Two Americans Die In Iraq Violence
Insurgent attacks killed an American soldier near Baghdad and a British trooper in the south Sunday, as U.S. forces sealed off a house in the northern city of Mosul where eight suspected al Qaeda members died in a gunfight — some by their hand to avoid capture.
In Washington, a U.S. counterterrorism official said the identities of the suspected al Qaeda members was unknown. Asked if they could include terror leader Abu Musab al-Zarqawi, the official replied: "There are efforts under way to determine if he was killed.
The official said spoke on condition of anonymity because of the sensitivity of the information.
The U.S. soldier killed near the capital was assigned to the Army's Task Force Baghdad and was hit by small arms fire, the military said. The Marine, assigned to Regimental Combat Team 8, 2nd Marine Division, died of wounds suffered the day before in Karmah, a village outside Fallujah to the west of the capital.

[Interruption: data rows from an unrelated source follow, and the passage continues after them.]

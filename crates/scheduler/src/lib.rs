//! Priority task scheduler.
//!
//! Tasks wait in a ready queue ordered by priority and submission order. A
//! dispatcher hands ready tasks to a bounded set of worker slots; each worker
//! leases the task's environment, steps its flow and reports every transition.
//! Failed attempts go through the retry controller and come back as pending
//! after their backoff delay.

pub mod api;
pub mod error;
pub mod metrics;
pub mod model;
mod orchestrator;
pub mod queue;
pub mod retry;
mod runtime;

pub use api::{Scheduler, SchedulerBuilder};
pub use error::SchedulerError;
pub use model::{
    AttemptRecord, RecoveryReport, SchedulerConfig, SchedulerStats, Task, TaskRecord, TaskSpec, DEFAULT_PRIORITY,
};
pub use queue::{QueueEntry, ReadyQueue};
pub use retry::{decide, seed_for, RetryPolicy, RetryVerdict};
pub use rpa_core_types::TaskStatus;
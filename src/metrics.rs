use once_cell::sync::{Lazy, OnceCell};
use prometheus::{Encoder, Registry, TextEncoder};

static REGISTRY: Lazy<Registry> = Lazy::new(Registry::new);
static REGISTERED: OnceCell<()> = OnceCell::new();

pub fn registry() -> &'static Registry {
    &REGISTRY
}

/// Registers scheduler and lease pool collectors with the process registry.
/// Safe to call more than once.
pub fn register_metrics() {
    REGISTERED.get_or_init(|| {
        rpa_scheduler::metrics::register_metrics(&REGISTRY);
        rpa_lease_pool::metrics::register_metrics(&REGISTRY);
    });
}

/// Prometheus text exposition of everything registered so far.
pub fn encode_text() -> anyhow::Result<String> {
    let families = REGISTRY.gather();
    let mut buffer = Vec::new();
    TextEncoder::new().encode(&families, &mut buffer)?;
    Ok(String::from_utf8(buffer)?)
}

Their deaths brought to at least 2,093 the number of U.S. service members who have died since the war began in March 2003, according to an Associated Press count.
In the southern city of Basra, a roadside bomb killed a British soldier and wounded four others, the British Ministry of Defense said. The ministry said 98 British soldiers have died in the Iraq conflict.
The U.S. military also said Sunday that 24 people — including one American Marine — were killed the day before in an ambush on a joint U.S. Iraqi patrol in Haditha, 140 miles northwest of Baghdad in the volatile Euphrates River valley. The dead included 15 civilians caught in the crossfire.
According to the U.S. statement, the attack began Saturday with a roadside bomb detonating next to the Marine's vehicle, followed by a heavy volley of fire from insurgents.
"Iraqi army soldiers and Marines returned fire, killing eight insurgents and wounding another," the statement said.
In other developments:
The "special voting" will take place on Dec. 12, Farid Ayar said. The rest of the country will vote on Dec. 15 for legislators who will serve for four years, he said.
Almost immediately, a fierce firefight broke out, and three insurgents detonated explosives and killed themselves. Five more died fighting, while four police officers also were killed, he said.
The Pentagon has said it plans to scale back troop strength to its pre-election baseline of 138,000, depending on conditions. Rumsfeld said the U.S.-led coalition continues to make progress in training Iraqi security forces, which he placed at 212,000.
Rumsfeld also said talk in the United States of a quick withdrawal from Iraq plays into the hands of the insurgents.
"The enemy hears a big debate in the United States, and they have to wonder maybe all we have to do is wait and we'll win. We can't win militarily. They know that. The battle is here in the United States," he told "Fox News Sunday."
Anger over detainee abuse has increased sharply since U.S. troops found 173 detainees at an Interior Ministry prison in Baghdad's Jadriyah neighborhood. The detainees, mainly Sunnis, were found malnourished and some had torture marks on their bodies. Sunni Arabs dominate the insurgent ranks.
The 400 protesters carried posters of tortured detainees, disfigured dead bodies and U.S. troops detaining Iraqis as they marched for a few hundred yards through western Baghdad.
Iraq's Shiite-led government has promised an investigation and punishment for anyone guilty of torture. Attacks against Shiite civilians by Sunni religious extremists have occurred throughout the Iraq conflict but spiked since the detainees were found last weekend.
CBS News correspondent Kimberly Dozier reports that the pattern of tit-for-tat bombings –
– is getting worse.In Mosul, extraordinary security measures were underway Sunday around the house where the insurgents died, Iraqi officials said. American soldiers maintained control of the site a day after a fierce gunbattle which broke out when Iraqi police and U.S. soldiers surrounded a house after reports that al Qaeda in Iraq members were inside.
Three insurgents detonated explosives and killed themselves to avoid capture, Iraqi officials said. Eleven Americans were wounded.
Meanwhile, four Christian women were killed Sunday night when gunmen stormed their home in a Christian district of eastern Baghdad, police said. The gunmen stole valuables and the motive for the attack appeared to have been robbery, police added.
The latest deaths occurred at the end of a violent three-day period in which at least 140 Iraqi civilians died in a series of bombings and suicide attacks — most of them targeting Shiite Muslims.
They included 76 people who died Friday in near-simultaneous suicide bombings at two Shiite mosques in Khanaqin and 36 more killed the next day by a suicide car bomber who detonated his vehicle amid mourners at a Shiite funeral north of the capital.